Ben Nelson has been courted day in and day out -- had private audiences with the President. But no matter what they do, the Democrats can't get him to budge on the matter of abortion. Now, it's interesting that abortion has become the sticking point in health insurance reform. The Catholic Bishops, which have put the most pressure on Democratic Senators to ban abortion, also want them to expand coverage for immigrants. They want to see the poor covered, but ultimately abortion has become the issue that determines all else.
What is interesting is that in the end, all of the attempts to restrict abortion in the new reform efforts ultimately remove the opportunities for low income and poor women to have a choice in an abortion -- but it doesn't ban it for wealthier women. In other words, if you have an employer based policy, which is offered tax free to employees, or you can afford a high end private plan, you can have your abortions paid for. But, if you're not, well that's too bad.
Steve Thorngate, Assistant Editor at the Christian Century, puts his finger on the -- let me use the word -- hypocrisy of this whole affair. Writing as the Stupak Amendment was added to the House Bill that passed by a narrow margin, it is interesting that the same issue has become the sticking point in the Senate. And yet, only the low income and the poor would be affected.
The Stupak Amendment would make this inequality worse. The insurance exchanges proposed in the House bill would be designed largely for low- and middle-income Americans. To cover abortion, an exchange plan would have to be sold exclusively to women who make too much money to be eligible for subsidies. This is a pretty small group, so insurers would have little incentive to include abortion coverage in any ex change plans—unless they did so specifically as a way to block low-income people, who are less profitable to insure, from buying them.
And for all its not-with-our-money sheen, Stupak wouldn't actually eliminate federal support of abortion coverage. Rep. Jim Cooper (D., Tenn.) pointed out to Washington Post blogger Ezra Klein that the amendment would do nothing to prevent abortion coverage through employer-based health insurance, which the federal government subsidizes indirectly but massively via tax exemption. Of course, people with job-based group coverage are generally wealthier than those who would be eligible for subsidies.
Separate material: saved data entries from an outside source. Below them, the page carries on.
use std::time::{Duration, SystemTime, UNIX_EPOCH};

use crate::engine::{filetype, string_from_ptr, Engine, RawEntry};

/// Default mode for files (rw-r--r--)
pub const DEFAULT_FILE_PERM: u32 = 0o644;
/// Default mode for directories and links (rwxr-xr-x)
pub const DEFAULT_DIR_PERM: u32 = 0o755;

#[derive(Debug, Clone, Copy, Eq, PartialEq, Hash)]
pub enum EntryKind {
    File,
    Directory,
    Symlink,
    /// Any other file type, carrying the raw type bits.
    Other(u32),
}

impl EntryKind {
    pub fn from_filetype(bits: u32) -> EntryKind {
        match bits & filetype::MASK {
            filetype::REGULAR => EntryKind::File,
            filetype::DIRECTORY => EntryKind::Directory,
            filetype::SYMLINK => EntryKind::Symlink,
            other => EntryKind::Other(other),
        }
    }

    pub fn filetype(self) -> u32 {
        match self {
            EntryKind::File => filetype::REGULAR,
            EntryKind::Directory => filetype::DIRECTORY,
            EntryKind::Symlink => filetype::SYMLINK,
            EntryKind::Other(bits) => bits & filetype::MASK,
        }
    }
}

/// Modification time as seconds and nanoseconds since the Unix epoch.
#[derive(Debug, Clone, Copy, Default, Eq, PartialEq, Ord, PartialOrd, Hash)]
pub struct ModifiedTime {
    pub secs: i64,
    pub nanos: u32,
}

impl ModifiedTime {
    pub fn new(secs: i64, nanos: u32) -> ModifiedTime {
        ModifiedTime {
            secs: secs.saturating_add(i64::from(nanos / 1_000_000_000)),
            nanos: nanos % 1_000_000_000,
        }
    }

    pub fn now() -> ModifiedTime {
        ModifiedTime::from(SystemTime::now())
    }

    /// `None` when the platform clock cannot represent the time.
    pub fn to_system_time(self) -> Option<SystemTime> {
        let nanos = Duration::from_nanos(u64::from(self.nanos));
        if self.secs >= 0 {
            UNIX_EPOCH.checked_add(Duration::from_secs(self.secs as u64))?.checked_add(nanos)
        } else {
            UNIX_EPOCH
                .checked_sub(Duration::from_secs(self.secs.unsigned_abs()))?
                .checked_add(nanos)
        }
    }
}

impl From<SystemTime> for ModifiedTime {
    fn from(time: SystemTime) -> Self {
        match time.duration_since(UNIX_EPOCH) {
            Ok(since) => ModifiedTime::new(since.as_secs() as i64, since.subsec_nanos()),
            Err(err) => {
                let before = err.duration();
                let mut secs = -(before.as_secs() as i64);
                let mut nanos = before.subsec_nanos();
                if nanos > 0 {
                    secs -= 1;
                    nanos = 1_000_000_000 - nanos;
                }
                ModifiedTime::new(secs, nanos)
            }
        }
    }
}

/// Metadata of the entry under the cursor.
///
/// A descriptor is a snapshot of the header, but its data can only be read
/// while it is still the cursor's current entry.
#[derive(Debug, Clone, Eq, PartialEq)]
pub struct EntryDescriptor {
    pub(crate) name: String,
    pub(crate) kind: EntryKind,
    pub(crate) size: u64,
    pub(crate) permissions: u32,
    pub(crate) modified: ModifiedTime,
    pub(crate) symlink: Option<String>,
    pub(crate) position: u64,
}

impl EntryDescriptor {
    /// # Safety
    /// `entry` must be the live header returned by the engine's last `read_next_header`.
    pub(crate) unsafe fn from_raw<E: Engine>(entry: *mut RawEntry, position: u64) -> EntryDescriptor {
        // The UTF-8 accessor is null when the stored name has no UTF-8 form,
        // common for tar names in a legacy locale.
        let name = match string_from_ptr(E::entry_pathname(entry)) {
            Some(name) => name,
            None => match string_from_ptr(E::entry_pathname_raw(entry)) {
                Some(name) => {
                    tracing::debug!(position, %name, "entry pathname is not UTF-8, decoded lossily");
                    name
                }
                None => {
                    tracing::warn!(position, "entry has no pathname");
                    String::new()
                }
            },
        };
        let kind = EntryKind::from_filetype(E::entry_filetype(entry));
        let (secs, nanos) = E::entry_mtime(entry);
        let symlink = match kind {
            EntryKind::Symlink => string_from_ptr(E::entry_symlink(entry)),
            _ => None,
        };

        EntryDescriptor {
            name,
            kind,
            size: E::entry_size(entry).max(0) as u64,
            permissions: E::entry_perm(entry) & 0o7777,
            modified: ModifiedTime::new(secs, nanos.clamp(0, 999_999_999) as u32),
            symlink,
            position,
        }
    }

    #[inline(always)]
    pub fn name(&self) -> &str {
        &self.name
    }

    #[inline(always)]
    pub fn kind(&self) -> EntryKind {
        self.kind
    }

    #[inline(always)]
    pub fn size(&self) -> u64 {
        self.size
    }

    #[inline(always)]
    pub fn permissions(&self) -> u32 {
        self.permissions
    }

    #[inline(always)]
    pub fn modified(&self) -> ModifiedTime {
        self.modified
    }

    #[inline(always)]
    pub fn symlink_target(&self) -> Option<&str> {
        self.symlink.as_deref()
    }

    #[inline(always)]
    pub fn is_file(&self) -> bool {
        self.kind == EntryKind::File
    }

    #[inline(always)]
    pub fn is_dir(&self) -> bool {
        self.kind == EntryKind::Directory
    }
}

/// Header of an entry about to be written.
#[derive(Debug, Clone, Eq, PartialEq)]
pub struct EntryHeader {
    pub name: String,
    pub kind: EntryKind,
    pub size: u64,
    pub permissions: u32,
    pub modified: ModifiedTime,
    pub symlink: Option<String>,
}

impl EntryHeader {
    pub fn file<S: Into<String>>(name: S, size: u64) -> EntryHeader {
        EntryHeader {
            name: name.into(),
            kind: EntryKind::File,
            size,
            permissions: DEFAULT_FILE_PERM,
            modified: ModifiedTime::now(),
            symlink: None,
        }
    }

    pub fn directory<S: Into<String>>(name: S) -> EntryHeader {
        EntryHeader {
            name: name.into(),
            kind: EntryKind::Directory,
            size: 0,
            permissions: DEFAULT_DIR_PERM,
            modified: ModifiedTime::now(),
            symlink: None,
        }
    }

    pub fn symlink<S: Into<String>, T: Into<String>>(name: S, target: T) -> EntryHeader {
        EntryHeader {
            name: name.into(),
            kind: EntryKind::Symlink,
            size: 0,
            permissions: DEFAULT_DIR_PERM,
            modified: ModifiedTime::now(),
            symlink: Some(target.into()),
        }
    }

    /// Builds a header from filesystem metadata. Only the type, size, mode and
    /// modification time are carried over.
    pub fn from_metadata<S: Into<String>>(name: S, meta: &std::fs::Metadata) -> EntryHeader {
        let file_type = meta.file_type();
        let kind = if file_type.is_dir() {
            EntryKind::Directory
        } else if file_type.is_symlink() {
            EntryKind::Symlink
        } else {
            EntryKind::File
        };

        EntryHeader {
            name: name.into(),
            kind,
            size: if kind == EntryKind::File { meta.len() } else { 0 },
            permissions: permissions_of(meta, kind),
            modified: meta.modified().map(ModifiedTime::from).unwrap_or_default(),
            symlink: None,
        }
    }

    pub fn with_permissions(mut self, permissions: u32) -> EntryHeader {
        self.permissions = permissions & 0o7777;
        self
    }

    pub fn with_modified(mut self, modified: ModifiedTime) -> EntryHeader {
        self.modified = modified;
        self
    }
}

#[cfg(unix)]
fn permissions_of(meta: &std::fs::Metadata, _kind: EntryKind) -> u32 {
    use std::os::unix::fs::MetadataExt;
    meta.mode() & 0o7777
}

#[cfg(not(unix))]
fn permissions_of(meta: &std::fs::Metadata, kind: EntryKind) -> u32 {
    let base = match kind {
        EntryKind::File => DEFAULT_FILE_PERM,
        _ => DEFAULT_DIR_PERM,
    };
    if meta.permissions().readonly() {
        base & !0o222
    } else {
        base
    }
}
Instead of being "complicit in every single abortion"—anti-abortion leader Marjorie Dannenfelser's characterization of the House bill pre-Stupak—taxpayers could rest assured that they're complicit only in those abortions obtained by women fortunate enough to have jobs with good benefits.
Steve concludes with this comment that I think sums up this thing well:
Some people want to promote abortion access in the name of freedom; others want to restrict it in the name of morality. As is too often the case, the political sausage-making process is offering the least coherent sort of middle ground: restricting access to abortion specifically for poor people.
Old Ben and Bart, they'll hold out for something that makes sure that not a dime goes for an abortion, even if that means sacrificing health coverage for millions of Americans -- all in the name of being Pro-Life. Unless, of course, you're wealthy, you don't have to suffer in that way.